Tout en rappelant que l'initiative est « largement soutenue » par les alliés de Londres et plus de 80 pays à travers le monde, les signataires ont précisé que le ralliement autour de ce plan, qui constitue « la seule solution réaliste », témoigne de la volonté des partenaires internationaux de promouvoir la stabilité et la prospérité régionales, « renforçant ainsi le rôle central de l'initiative d'autonomie dans l'avancement des efforts de paix ». « Il ne doit pas y avoir d'espace pour plus de séparatisme ou de division », ont-ils martelé, assurant qu'au contraire, il faut « renforcer l'engagement proactif du Maroc dans la promotion de la sécurité et de la stabilité régionales ».

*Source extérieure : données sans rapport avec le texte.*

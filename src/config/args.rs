//! Layered argument dictionaries
//!
//! Configuration values live in five dictionaries. Lookups scan them in
//! precedence order (internal, user, file, config, default) and the first
//! dictionary holding a key wins.

use serde::{Deserialize, Serialize};
use std::collections::HashSet;
use std::fmt;
use std::str::FromStr;

use super::registry::{self, parse_bool, parse_limit, ConfigError, KeyKind};

/// Flat key/value pairs exchanged with the script parser
pub type Opts = Vec<(String, String)>;

/// Ordered mapping of key to the values written for it
#[derive(Clone, Debug, Default, PartialEq, Eq, Serialize, Deserialize)]
#[serde(transparent)]
pub struct ArgDict {
    entries: Vec<(String, Vec<String>)>,
}

impl ArgDict {
    pub fn new() -> Self {
        Self::default()
    }

    pub fn get(&self, key: &str) -> Option<&[String]> {
        self.entries
            .iter()
            .find(|(k, _)| k == key)
            .map(|(_, v)| v.as_slice())
    }

    pub fn contains(&self, key: &str) -> bool {
        self.get(key).is_some()
    }

    pub fn is_empty(&self) -> bool {
        self.entries.is_empty()
    }

    pub fn iter(&self) -> impl Iterator<Item = (&str, &[String])> {
        self.entries.iter().map(|(k, v)| (k.as_str(), v.as_slice()))
    }

    fn set(mut self, key: &str, values: Vec<String>) -> Self {
        match self.entries.iter_mut().find(|(k, _)| k == key) {
            Some(entry) => entry.1 = values,
            None => self.entries.push((key.to_string(), values)),
        }
        self
    }

    fn take(&mut self, key: &str) -> Vec<String> {
        match self.entries.iter_mut().find(|(k, _)| k == key) {
            Some(entry) => std::mem::take(&mut entry.1),
            None => Vec::new(),
        }
    }

    /// Convert to flat pairs.
    ///
    /// List keys keep one pair per value, single keys keep their last value
    /// and keys without values are dropped.
    pub fn to_opts(&self) -> Result<Opts, ConfigError> {
        let mut opts = Vec::new();
        for (key, values) in &self.entries {
            let spec = registry::lookup(key)?;
            if spec.kind.is_list() {
                opts.extend(values.iter().map(|v| (key.clone(), v.clone())));
            } else if let Some(last) = values.last() {
                opts.push((key.clone(), last.clone()));
            }
        }
        Ok(opts)
    }

    /// Group flat pairs by key, keeping every value in order
    pub fn from_opts(opts: &[(String, String)]) -> Result<Self, ConfigError> {
        let mut dict = ArgDict::new();
        for (key, value) in opts {
            registry::lookup(key)?;
            let mut values = dict.take(key);
            values.push(value.clone());
            dict = dict.set(key, values);
        }
        Ok(dict)
    }
}

/// The five argument layers, highest precedence first
#[derive(Clone, Copy, Debug, PartialEq, Eq, Hash, Serialize, Deserialize)]
#[serde(rename_all = "lowercase")]
pub enum Layer {
    Internal,
    User,
    File,
    Config,
    Default,
}

impl Layer {
    pub const PRECEDENCE: [Layer; 5] = [
        Layer::Internal,
        Layer::User,
        Layer::File,
        Layer::Config,
        Layer::Default,
    ];
}

impl fmt::Display for Layer {
    fn fmt(&self, f: &mut fmt::Formatter<'_>) -> fmt::Result {
        let name = match self {
            Layer::Internal => "internal",
            Layer::User => "user",
            Layer::File => "file",
            Layer::Config => "config",
            Layer::Default => "default",
        };
        f.write_str(name)
    }
}

/// Tracks which keys were written during one resolution pass
#[derive(Debug, Default)]
pub struct MergePass {
    updated: HashSet<String>,
}

impl MergePass {
    pub fn new() -> Self {
        Self::default()
    }

    /// Write one value into a dictionary according to the key's policy
    pub fn merge_value(
        &mut self,
        key: &str,
        value: &str,
        dict: ArgDict,
    ) -> Result<ArgDict, ConfigError> {
        let spec = registry::lookup(key)?;
        spec.validate(value)?;

        let first_in_pass = self.updated.insert(key.to_string());
        let mut dict = dict;
        let mut values = dict.take(key);

        match spec.kind {
            KeyKind::Single => values = vec![value.to_string()],
            KeyKind::StdList => values.push(value.to_string()),
            KeyKind::ResetList => {
                if first_in_pass {
                    values.clear();
                }
                values.push(value.to_string());
            }
        }

        Ok(dict.set(key, values))
    }

    /// Write a sequence of pairs in order
    pub fn merge_all<I, K, V>(&mut self, pairs: I, dict: ArgDict) -> Result<ArgDict, ConfigError>
    where
        I: IntoIterator<Item = (K, V)>,
        K: AsRef<str>,
        V: AsRef<str>,
    {
        pairs.into_iter().try_fold(dict, |dict, (k, v)| {
            self.merge_value(k.as_ref(), v.as_ref(), dict)
        })
    }
}

/// All five layers
#[derive(Clone, Debug, Default, PartialEq, Eq, Serialize, Deserialize)]
pub struct ArgLayers {
    pub internal: ArgDict,
    pub user: ArgDict,
    pub file: ArgDict,
    pub config: ArgDict,
    pub default: ArgDict,
}

impl ArgLayers {
    pub fn layer(&self, layer: Layer) -> &ArgDict {
        match layer {
            Layer::Internal => &self.internal,
            Layer::User => &self.user,
            Layer::File => &self.file,
            Layer::Config => &self.config,
            Layer::Default => &self.default,
        }
    }

    /// Replace one layer, returning the updated set
    pub fn with_layer(mut self, layer: Layer, dict: ArgDict) -> Self {
        match layer {
            Layer::Internal => self.internal = dict,
            Layer::User => self.user = dict,
            Layer::File => self.file = dict,
            Layer::Config => self.config = dict,
            Layer::Default => self.default = dict,
        }
        self
    }

    /// Values of the first layer holding the key
    pub fn pick_val(&self, key: &str) -> Result<Option<(Layer, &[String])>, ConfigError> {
        registry::lookup(key)?;
        Ok(Layer::PRECEDENCE
            .iter()
            .find_map(|&layer| self.layer(layer).get(key).map(|v| (layer, v))))
    }

    /// Resolve a single-valued key
    pub fn resolve(&self, key: &str, default: &str) -> Result<String, ConfigError> {
        Ok(self
            .pick_val(key)?
            .and_then(|(_, values)| values.last().cloned())
            .unwrap_or_else(|| default.to_string()))
    }

    /// Resolve a list-valued key
    pub fn resolve_list(&self, key: &str) -> Result<Vec<String>, ConfigError> {
        Ok(self
            .pick_val(key)?
            .map(|(_, values)| values.to_vec())
            .unwrap_or_default())
    }

    /// Resolve and parse a single-valued key
    pub fn resolve_parsed<T>(&self, key: &str, default: T) -> Result<T, ConfigError>
    where
        T: FromStr,
        T::Err: fmt::Display,
    {
        match self.pick_val(key)?.and_then(|(_, v)| v.last()) {
            Some(raw) => raw.parse().map_err(|e: T::Err| ConfigError::BadValue {
                key: key.to_string(),
                value: raw.clone(),
                reason: e.to_string(),
            }),
            None => Ok(default),
        }
    }

    /// Resolve an integer-or-infinity key; `None` means infinity
    pub fn resolve_limit(&self, key: &str, default: Option<u64>) -> Result<Option<u64>, ConfigError> {
        match self.pick_val(key)?.and_then(|(_, v)| v.last()) {
            Some(raw) => parse_limit(raw).ok_or_else(|| ConfigError::BadValue {
                key: key.to_string(),
                value: raw.clone(),
                reason: "expected a non-negative integer or infinity".to_string(),
            }),
            None => Ok(default),
        }
    }

    pub fn resolve_bool(&self, key: &str, default: bool) -> Result<bool, ConfigError> {
        match self.pick_val(key)?.and_then(|(_, v)| v.last()) {
            Some(raw) => parse_bool(raw).ok_or_else(|| ConfigError::BadValue {
                key: key.to_string(),
                value: raw.clone(),
                reason: "expected true or false".to_string(),
            }),
            None => Ok(default),
        }
    }

    /// Collapse the layers into one dictionary, each key taken from the
    /// first layer that holds it
    pub fn effective(&self) -> ArgDict {
        let mut merged = ArgDict::new();
        for layer in Layer::PRECEDENCE {
            for (key, values) in self.layer(layer).iter() {
                if !merged.contains(key) {
                    merged = merged.set(key, values.to_vec());
                }
            }
        }
        merged
    }

    /// Effective configuration in flat form
    pub fn effective_opts(&self) -> Result<Opts, ConfigError> {
        self.effective().to_opts()
    }
}

#[cfg(test)]
mod tests {
    use super::*;

    fn dict(pairs: &[(&str, &str)]) -> ArgDict {
        MergePass::new().merge_all(pairs.iter().copied(), ArgDict::new()).unwrap()
    }

    #[test]
    fn test_internal_layer_wins() {
        let layers = ArgLayers {
            internal: dict(&[("log_dir", "/internal")]),
            user: dict(&[("log_dir", "/user")]),
            file: dict(&[("log_dir", "/file")]),
            config: dict(&[("log_dir", "/config")]),
            default: dict(&[("log_dir", "/default")]),
        };
        assert_eq!(layers.resolve("log_dir", "x").unwrap(), "/internal");

        let (layer, _) = layers.pick_val("log_dir").unwrap().unwrap();
        assert_eq!(layer, Layer::Internal);
    }

    #[test]
    fn test_precedence_falls_through() {
        let layers = ArgLayers {
            config: dict(&[("progress", "verbose")]),
            default: dict(&[("progress", "brief"), ("mode", "execute")]),
            ..Default::default()
        };
        assert_eq!(layers.resolve("progress", "silent").unwrap(), "verbose");
        assert_eq!(layers.resolve("mode", "list").unwrap(), "execute");
        assert_eq!(layers.resolve("case_prefix", "none").unwrap(), "none");
    }

    #[test]
    fn test_unknown_key() {
        let layers = ArgLayers::default();
        assert!(matches!(
            layers.resolve("bogus", ""),
            Err(ConfigError::UnknownKey(_))
        ));
        assert!(MergePass::new()
            .merge_value("bogus", "1", ArgDict::new())
            .is_err());
    }

    #[test]
    fn test_single_replaces() {
        let d = dict(&[("progress", "brief"), ("progress", "silent")]);
        assert_eq!(d.get("progress").unwrap(), &["silent".to_string()]);
    }

    #[test]
    fn test_std_list_accumulates() {
        let d = dict(&[("var", "A=1"), ("var", "B=2"), ("var", "C=3")]);
        assert_eq!(d.get("var").unwrap(), &["A=1", "B=2", "C=3"]);
    }

    #[test]
    fn test_reset_list() {
        let d = dict(&[("interpreter_args", "-a"), ("interpreter_args", "-b")]);
        assert_eq!(d.get("interpreter_args").unwrap(), &["-a", "-b"]);

        // A fresh pass clears what earlier passes wrote
        let d = MergePass::new()
            .merge_value("interpreter_args", "-c", d)
            .unwrap();
        assert_eq!(d.get("interpreter_args").unwrap(), &["-c"]);
    }

    #[test]
    fn test_std_list_survives_passes() {
        let d = dict(&[("tap", "stdout")]);
        let d = MergePass::new().merge_value("tap", "out.tap", d).unwrap();
        assert_eq!(d.get("tap").unwrap(), &["stdout", "out.tap"]);
    }

    #[test]
    fn test_bad_value_rejected() {
        let err = MergePass::new()
            .merge_value("mode", "sideways", ArgDict::new())
            .unwrap_err();
        assert!(matches!(err, ConfigError::BadValue { .. }));
    }

    #[test]
    fn test_opts_conversion() {
        let d = dict(&[("var", "A=1"), ("var", "B=2"), ("mode", "doc")]);
        let opts = d.to_opts().unwrap();
        assert_eq!(
            opts,
            vec![
                ("var".to_string(), "A=1".to_string()),
                ("var".to_string(), "B=2".to_string()),
                ("mode".to_string(), "doc".to_string()),
            ]
        );
        assert_eq!(ArgDict::from_opts(&opts).unwrap(), d);
    }

    #[test]
    fn test_opts_single_takes_last() {
        let opts = vec![
            ("progress".to_string(), "brief".to_string()),
            ("progress".to_string(), "silent".to_string()),
        ];
        let grouped = ArgDict::from_opts(&opts).unwrap();
        assert_eq!(grouped.get("progress").unwrap().len(), 2);
        assert_eq!(
            grouped.to_opts().unwrap(),
            vec![("progress".to_string(), "silent".to_string())]
        );
    }

    #[test]
    fn test_opts_drop_empty() {
        let d = ArgDict::new().set("tap", Vec::new()).set("html", Vec::new());
        assert!(d.to_opts().unwrap().is_empty());
    }

    #[test]
    fn test_effective_and_typed() {
        let layers = ArgLayers {
            user: dict(&[("suite_timeout", "infinity"), ("junit", "yes")]),
            default: dict(&[("suite_timeout", "60"), ("case_timeout", "300")]),
            ..Default::default()
        };
        assert_eq!(layers.resolve_limit("suite_timeout", Some(1)).unwrap(), None);
        assert_eq!(layers.resolve_limit("case_timeout", None).unwrap(), Some(300));
        assert!(layers.resolve_bool("junit", false).unwrap());

        let effective = layers.effective();
        assert_eq!(effective.get("suite_timeout").unwrap(), &["infinity"]);
        assert_eq!(effective.get("case_timeout").unwrap(), &["300"]);
    }
}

« Rester neutre ou tenter des résolutions alternatives ne peut que perpétuer un statu quo néfaste qui met en péril la sécurité de la région », ont-ils plaidé. Alors que plusieurs d'entre eux ont visité le Maroc et ses provinces du sud, où ils ont eu l'occasion de rencontrer des dirigeants locaux, des représentants de la société civile et des organisations de défense des droits de l'homme, les signataires ont estimé que leurs observations, couplées à celles d'universitaires respectés comme le professeur Marc Weller, chaire de droit international et d'études constitutionnelles internationales de l'université de Cambridge, renforcent leur « conviction que le Royaume-Uni doit apporter un soutien proactif au plan d'autonomie du Maroc ».


En outre, la région du Sahara a le potentiel d'améliorer considérablement les opportunités énergétiques, de sécuriser les chaînes d'approvisionnement et de permettre l'accès à de nouveaux marchés, ont-ils écrit, citant des infrastructures stratégiques, à l'instar de « l'impressionnant » port de Dakhla, comme preuve de progrès durable, permettant à la région de s'imposer comme pôle d’innovation et de coopération internationale.


Pour réaliser pleinement ce potentiel, Londres doit apporter le concours de ses institutions financières, telles que UK export finance (UKEF) et British international investment (BII), ont-ils poursuivi, rappelant que cette approche, adoptée notamment par les États-Unis et la France, est compatible avec l'accord d'association conclu entre les deux pays, qui couvre la région du Sahara marocain et qui a été jugé légal par la Haute Cour de Londres.


Et d'ajouter que le Royaume-Uni doit renforcer ses alliances avec des nations stables, partageant les mêmes idées, « afin de promouvoir la stabilité régionale et la sécurité internationale », assurant que parmi ces nations partenaires, le Maroc « occupe une place prépondérante ». « C'est un allié stratégique de premier plan en Afrique du Nord, qui partage des valeurs et des perspectives cruciales pour nos deux pays », ont-ils poursuivi.


Le prochain dialogue stratégique entre le Royaume-Uni et le Maroc constitue une occasion unique pour le Royaume-Uni de redéfinir son rôle et son influence dans la région, relèvent les signataires, assurant que « le Maroc mérite notre soutien total et sans équivoque ».


Cette initiative est rendue publique dans un contexte particulier : lors d’une récente session de débat au parlement britannique, le MP Daniel Kawczynski a révélé que l’ambassadeur du Royaume-Uni à Rabat, Simon Martin s’opposerait à toute reconnaissance de la souveraineté du Maroc sur le territoire du Sahara Occidental, au motif que cela affecterait les relations de Londres avec ses territoires d’Outre-Mer dont les Iles Falklands (ou Iles Malouines), théâtre d’une guerre avec l’Argentine au début des années 80.


La position de Simon Martin n’est basée selon Daniel Kawczynki sur « aucun argument satisfaisant », celle-ci risquant même, selon la même source d’entacher les relations avec le Maroc.